Le Congo nourrit de criants paradoxes : vaste pays, immenses ressources naturelles (agricoles, forestières, minières, etc.), pourtant sa population croupit dans la misère la plus noire et figure parmi les plus pauvres de la planète. Comme s’il y avait une malédiction des ressources naturelles, alors qu’elles devraient être source de rentes permettant une meilleure lutte contre la pauvreté, c’est l’inverse qui est observé : une gouvernance faible, des inégalités de revenus prononcées et une violence élevée inhibent la croissance. L’abondance en ressources naturelles est un actif qui peut être mobilisé en faveur du développement par un accompagnement politique et institutionnel approprié. La redistribution de la richesse passe essentiellement par l’État, alors que dans le cas des activités agricoles et manufacturières, la richesse est produite directement par les ménages.
La guerre qu’a connue le Congo ainsi que les poches de conflits qui persistent surtout dans la partie est du pays, sans compter la mauvaise gouvernance caractérisée par les détournements des deniers publics, la corruption presque généralisée, l’inapplicabilité du principe de redevabilité par les dirigeants à tous les niveaux compliquent davantage la situation des populations privées de leur droit élémentaire à vivre dans des conditions décentes.
Un espace social vide
L’Organisation des Nations unies pour l’alimentation et l’agriculture (FAO) et le Programme alimentaire mondial (PAM) relèvent une situation très préoccupante : le nombre de personnes sous-alimentées a presque quadruplé, passant de 11,4 millions en 1990 – 1992 à 43,9 millions en 2004 – 2006 (36,6millions en 2000 – 2002), et la prévalence est passée de 29 à 75% (70% en 2000 – 2002) de la population. D’autres enquêtes nationales aboutissent également à des conclusions inquiétantes : plus de 70% de la population vit avec moins d’un dollar par jour ; le taux de mortalité infanto-juvénile s’élève à 158‰; la prévalence de la malnutrition aigüe chez les enfants de moins de cinq ans s’élève à 13%; 24% de ceux-ci ont une insuffisance pondérale, 43% accusent un retard de croissance et 9% connaissent une perte de poids ; 549 femmes meurent à l’accouchement sur 100.000 naissances vivantes, etc.

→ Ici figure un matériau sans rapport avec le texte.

//! Candle (OHLCV) data and field selection.

use serde::{Deserialize, Serialize};
use std::fmt;

/// OHLCV candle as delivered by the market-data feed.
#[derive(Debug, Clone, Copy, PartialEq, Default, Serialize, Deserialize)]
pub struct Bar {
    /// Unix timestamp in milliseconds
    pub timestamp: i64,
    pub open: f64,
    pub high: f64,
    pub low: f64,
    pub close: f64,
    pub volume: f64,
}

impl Bar {
    /// Create a new bar.
    pub fn new(timestamp: i64, open: f64, high: f64, low: f64, close: f64, volume: f64) -> Self {
        Self {
            timestamp,
            open,
            high,
            low,
            close,
            volume,
        }
    }

    /// Calculate the typical price (HLC average).
    #[inline]
    pub fn typical_price(&self) -> f64 {
        (self.high + self.low + self.close) / 3.0
    }

    /// Extract the scalar a source node should emit for this bar.
    #[inline]
    pub fn field(&self, field: PriceField) -> f64 {
        match field {
            PriceField::Open => self.open,
            PriceField::High => self.high,
            PriceField::Low => self.low,
            PriceField::Close => self.close,
            PriceField::Volume => self.volume,
            PriceField::Typical => self.typical_price(),
        }
    }
}

/// Which scalar of a candle feeds a source node.
#[derive(Debug, Clone, Copy, PartialEq, Eq, Hash, Default, Serialize, Deserialize)]
#[serde(rename_all = "lowercase")]
pub enum PriceField {
    Open,
    High,
    Low,
    #[default]
    Close,
    Volume,
    Typical,
}

impl fmt::Display for PriceField {
    fn fmt(&self, f: &mut fmt::Formatter<'_>) -> fmt::Result {
        let s = match self {
            PriceField::Open => "open",
            PriceField::High => "high",
            PriceField::Low => "low",
            PriceField::Close => "close",
            PriceField::Volume => "volume",
            PriceField::Typical => "typical",
        };
        f.write_str(s)
    }
}

#[cfg(test)]
mod tests {
    use super::*;

    #[test]
    fn test_bar_fields() {
        let bar = Bar::new(1000, 100.0, 110.0, 95.0, 105.0, 1_000_000.0);

        assert!((bar.typical_price() - 103.333333).abs() < 0.001);
        assert_eq!(bar.field(PriceField::Open), 100.0);
        assert_eq!(bar.field(PriceField::High), 110.0);
        assert_eq!(bar.field(PriceField::Low), 95.0);
        assert_eq!(bar.field(PriceField::Close), 105.0);
        assert_eq!(bar.field(PriceField::Volume), 1_000_000.0);
        assert_eq!(bar.field(PriceField::Typical), bar.typical_price());
    }

    #[test]
    fn test_price_field_serde() {
        let field: PriceField = serde_json::from_str("\"volume\"").unwrap();
        assert_eq!(field, PriceField::Volume);
        assert_eq!(serde_json::to_string(&PriceField::Typical).unwrap(), "\"typical\"");
        assert_eq!(PriceField::default(), PriceField::Close);
        assert_eq!(PriceField::Volume.to_string(), "volume");
    }
}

Les campagnes plus pauvres
Ces données cachent néanmoins d’énormes disparités en défaveur des milieux ruraux et paysans, moins bien lotis en infrastructures de base (hôpitaux, centres de santé, écoles, universités, routes, adduction d’eau, fourniture d’électricité, etc.) au contraire des villes et centres urbains. Les milieux ruraux sombrent pour certains indicateurs : alphabétisation des jeunes femmes, fréquentation de l’école primaire, eau et assainissement. Toutefois même en milieu rural, les disparités persistent entre grandes agglomérations, centres extra-coutumiers et villages. En effet, les grandes agglomérations et centres extra-coutumiers composés dans la majorité des cas des missions religieuses (paroisses catholiques ou protestantes), d’anciens ou actuels centres politico-administratifs, des gares de chemin de fer ou ports importants, concentrent à leur tour les principales infrastructures des milieux ruraux, reléguant les villages à la traine. Ainsi, les enfants des villages sont obligés de parcourir pour certains des dizaines de kilomètres pour atteindre l’école la plus proche ; les femmes enceintes, d’énormes distances vers la maternité la plus proche, ce qui les contraint à accoucher à la maison. Les difficultés sont ainsi générales dans les villages pour tous les services essentiels.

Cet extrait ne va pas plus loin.